* Work instructions:
Could each record be restated word for word?

* Data shown:
mod common;

use axum::http::StatusCode;
use common::{empty_request, json_request, namespace_json, read_json};
use proxy_cc::app::{AppState, StateLimits, build_router};
use proxy_cc::fleet::HttpNodeClient;
use proxy_cc::model::{NodeStatus, SqlRecordLimits};
use std::net::SocketAddr;
use std::sync::Arc;
use std::time::{Duration, Instant};
use tower::ServiceExt;

async fn spawn_proxy(router: axum::Router) -> SocketAddr {
    let listener = tokio::net::TcpListener::bind("127.0.0.1:0")
        .await
        .expect("bind");
    let addr = listener.local_addr().expect("local addr");
    tokio::spawn(async move {
        let _ = axum::serve(listener, router.into_make_service()).await;
    });
    addr
}

async fn answering_proxy(fingerprint: &str) -> SocketAddr {
    let fingerprint = fingerprint.to_string();
    spawn_proxy(axum::Router::new().route(
        "/api/proxy/config/fingerprint",
        axum::routing::get(move || {
            let body = serde_json::json!({ "fingerprint": fingerprint });
            async move { axum::Json(body) }
        }),
    ))
    .await
}

async fn hanging_proxy() -> SocketAddr {
    spawn_proxy(axum::Router::new().route(
        "/api/proxy/config/fingerprint",
        axum::routing::get(|| async {
            std::future::pending::<()>().await;
            StatusCode::OK
        }),
    ))
    .await
}

fn state(poll_timeout: Duration, verify_deadline: Duration) -> AppState {
    AppState::new(
        common::memory_store(),
        Arc::new(HttpNodeClient::new(None).expect("client")),
        StateLimits {
            sql: SqlRecordLimits {
                max_entries: 16,
                max_sample_len: 256,
            },
            poll_timeout,
            verify_deadline,
        },
    )
}

#[tokio::test(flavor = "multi_thread")]
async fn hanging_proxy_is_cut_off_by_the_deadline() {
    let healthy = answering_proxy("abc123").await;
    let hung = hanging_proxy().await;
    let state = state(Duration::from_secs(30), Duration::from_millis(300));
    state
        .fleet
        .register(&healthy.to_string())
        .await
        .expect("register healthy");
    state
        .fleet
        .register(&hung.to_string())
        .await
        .expect("register hung");

    let started = Instant::now();
    let results = state.verifier.verify().await.expect("verify");
    assert!(started.elapsed() < Duration::from_secs(3));

    assert_eq!(results.len(), 2);
    assert_eq!(results[&healthy.to_string()].fingerprint(), Some("abc123"));
    assert!(results[&hung.to_string()].is_unreachable());

    // Abandoned nodes are recorded in the background after the pass returns.
    let mut hung_node = None;
    for _ in 0..50 {
        let nodes = state.fleet.nodes().await.expect("nodes");
        hung_node = nodes
            .into_iter()
            .find(|node| node.addr == hung.to_string() && node.status == NodeStatus::Unreachable);
        if hung_node.is_some() {
            break;
        }
        tokio::time::sleep(Duration::from_millis(20)).await;
    }
    let hung_node = hung_node.expect("hung node marked unreachable");
    assert!(
        hung_node
            .last_error
            .as_deref()
            .is_some_and(|reason| reason.contains("deadline"))
    );
}

#[tokio::test(flavor = "multi_thread")]
async fn fleet_report_over_http() {
    let state = state(Duration::from_millis(500), Duration::from_secs(2));
    let app = build_router(state.clone()).into_service();
    let response = app
        .clone()
        .oneshot(json_request(
            "PUT",
            "/api/cc/namespace/modify",
            namespace_json("shop"),
        ))
        .await
        .expect("modify");
    assert_eq!(response.status(), StatusCode::OK);

    let expected = state.verifier.expected_fingerprint().await.expect("expected");
    let synced = answering_proxy(&expected).await;
    let stale = answering_proxy("0000").await;
    let closed = {
        let listener = tokio::net::TcpListener::bind("127.0.0.1:0")
            .await
            .expect("bind");
        listener.local_addr().expect("addr")
    };
    for addr in [synced, stale, closed] {
        let response = app
            .clone()
            .oneshot(json_request(
                "PUT",
                "/api/cc/proxy/register",
                serde_json::json!({ "addr": addr.to_string() }),
            ))
            .await
            .expect("register");
        assert_eq!(response.status(), StatusCode::NO_CONTENT);
    }

    let response = app
        .clone()
        .oneshot(empty_request("GET", "/api/cc/proxy/config/fingerprint"))
        .await
        .expect("report");
    assert_eq!(response.status(), StatusCode::OK);
    let body = read_json(response).await;
    assert_eq!(body["expected"], expected.as_str());
    let nodes = &body["nodes"];
    assert_eq!(nodes[synced.to_string()]["state"], "in_sync");
    assert_eq!(nodes[stale.to_string()]["state"], "drifted");
    assert_eq!(nodes[closed.to_string()]["state"], "unknown");
    assert!(nodes[closed.to_string()]["observed"].is_null());
}

#[tokio::test(flavor = "multi_thread")]
async fn changing_a_namespace_changes_the_expected_fingerprint() {
    let state = state(Duration::from_millis(500), Duration::from_secs(1));
    let before = state.verifier.expected_fingerprint().await.expect("empty");
    state
        .namespaces
        .upsert(common::namespace("shop"))
        .await
        .expect("upsert");
    let after = state.verifier.expected_fingerprint().await.expect("one");
    assert_ne!(before, after);

    let mut changed = common::namespace("shop");
    changed.slow_sql_time_ms = 250;
    state.namespaces.upsert(changed).await.expect("update");
    let updated = state.verifier.expected_fingerprint().await.expect("updated");
    assert_ne!(after, updated);
}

* Solution:
mod common;

use axum::http::StatusCode;
use common::{empty_request, json_request, namespace_json, read_json};
use proxy_cc::app::{AppState, StateLimits, build_router};
use proxy_cc::fleet::HttpNodeClient;
use proxy_cc::model::{NodeStatus, SqlRecordLimits};
use std::net::SocketAddr;
use std::sync::Arc;
use std::time::{Duration, Instant};
use tower::ServiceExt;

async fn spawn_proxy(router: axum::Router) -> SocketAddr {
    let listener = tokio::net::TcpListener::bind("127.0.0.1:0")
        .await
        .expect("bind");
    let addr = listener.local_addr().expect("local addr");
    tokio::spawn(async move {
        let _ = axum::serve(listener, router.into_make_service()).await;
    });
    addr
}

async fn answering_proxy(fingerprint: &str) -> SocketAddr {
    let fingerprint = fingerprint.to_string();
    spawn_proxy(axum::Router::new().route(
        "/api/proxy/config/fingerprint",
        axum::routing::get(move || {
            let body = serde_json::json!({ "fingerprint": fingerprint });
            async move { axum::Json(body) }
        }),
    ))
    .await
}

async fn hanging_proxy() -> SocketAddr {
    spawn_proxy(axum::Router::new().route(
        "/api/proxy/config/fingerprint",
        axum::routing::get(|| async {
            std::future::pending::<()>().await;
            StatusCode::OK
        }),
    ))
    .await
}

fn state(poll_timeout: Duration, verify_deadline: Duration) -> AppState {
    AppState::new(
        common::memory_store(),
        Arc::new(HttpNodeClient::new(None).expect("client")),
        StateLimits {
            sql: SqlRecordLimits {
                max_entries: 16,
                max_sample_len: 256,
            },
            poll_timeout,
            verify_deadline,
        },
    )
}

#[tokio::test(flavor = "multi_thread")]
async fn hanging_proxy_is_cut_off_by_the_deadline() {
    let healthy = answering_proxy("abc123").await;
    let hung = hanging_proxy().await;
    let state = state(Duration::from_secs(30), Duration::from_millis(300));
    state
        .fleet
        .register(&healthy.to_string())
        .await
        .expect("register healthy");
    state
        .fleet
        .register(&hung.to_string())
        .await
        .expect("register hung");

    let started = Instant::now();
    let results = state.verifier.verify().await.expect("verify");
    assert!(started.elapsed() < Duration::from_secs(3));

    assert_eq!(results.len(), 2);
    assert_eq!(results[&healthy.to_string()].fingerprint(), Some("abc123"));
    assert!(results[&hung.to_string()].is_unreachable());

    // Abandoned nodes are recorded in the background after the pass returns.
    let mut hung_node = None;
    for _ in 0..50 {
        let nodes = state.fleet.nodes().await.expect("nodes");
        hung_node = nodes
            .into_iter()
            .find(|node| node.addr == hung.to_string() && node.status == NodeStatus::Unreachable);
        if hung_node.is_some() {
            break;
        }
        tokio::time::sleep(Duration::from_millis(20)).await;
    }
    let hung_node = hung_node.expect("hung node marked unreachable");
    assert!(
        hung_node
            .last_error
            .as_deref()
            .is_some_and(|reason| reason.contains("deadline"))
    );
}

#[tokio::test(flavor = "multi_thread")]
async fn fleet_report_over_http() {
    let state = state(Duration::from_millis(500), Duration::from_secs(2));
    let app = build_router(state.clone()).into_service();
    let response = app
        .clone()
        .oneshot(json_request(
            "PUT",
            "/api/cc/namespace/modify",
            namespace_json("shop"),
        ))
        .await
        .expect("modify");
    assert_eq!(response.status(), StatusCode::OK);

    let expected = state.verifier.expected_fingerprint().await.expect("expected");
    let synced = answering_proxy(&expected).await;
    let stale = answering_proxy("0000").await;
    let closed = {
        let listener = tokio::net::TcpListener::bind("127.0.0.1:0")
            .await
            .expect("bind");
        listener.local_addr().expect("addr")
    };
    for addr in [synced, stale, closed] {
        let response = app
            .clone()
            .oneshot(json_request(
                "PUT",
                "/api/cc/proxy/register",
                serde_json::json!({ "addr": addr.to_string() }),
            ))
            .await
            .expect("register");
        assert_eq!(response.status(), StatusCode::NO_CONTENT);
    }

    let response = app
        .clone()
        .oneshot(empty_request("GET", "/api/cc/proxy/config/fingerprint"))
        .await
        .expect("report");
    assert_eq!(response.status(), StatusCode::OK);
    let body = read_json(response).await;
    assert_eq!(body["expected"], expected.as_str());
    let nodes = &body["nodes"];
    assert_eq!(nodes[synced.to_string()]["state"], "in_sync");
    assert_eq!(nodes[stale.to_string()]["state"], "drifted");
    assert_eq!(nodes[closed.to_string()]["state"], "unknown");
    assert!(nodes[closed.to_string()]["observed"].is_null());
}

#[tokio::test(flavor = "multi_thread")]
async fn changing_a_namespace_changes_the_expected_fingerprint() {
    let state = state(Duration::from_millis(500), Duration::from_secs(1));
    let before = state.verifier.expected_fingerprint().await.expect("empty");
    state
        .namespaces
        .upsert(common::namespace("shop"))
        .await
        .expect("upsert");
    let after = state.verifier.expected_fingerprint().await.expect("one");
    assert_ne!(before, after);

    let mut changed = common::namespace("shop");
    changed.slow_sql_time_ms = 250;
    state.namespaces.upsert(changed).await.expect("update");
    let updated = state.verifier.expected_fingerprint().await.expect("updated");
    assert_ne!(after, updated);
}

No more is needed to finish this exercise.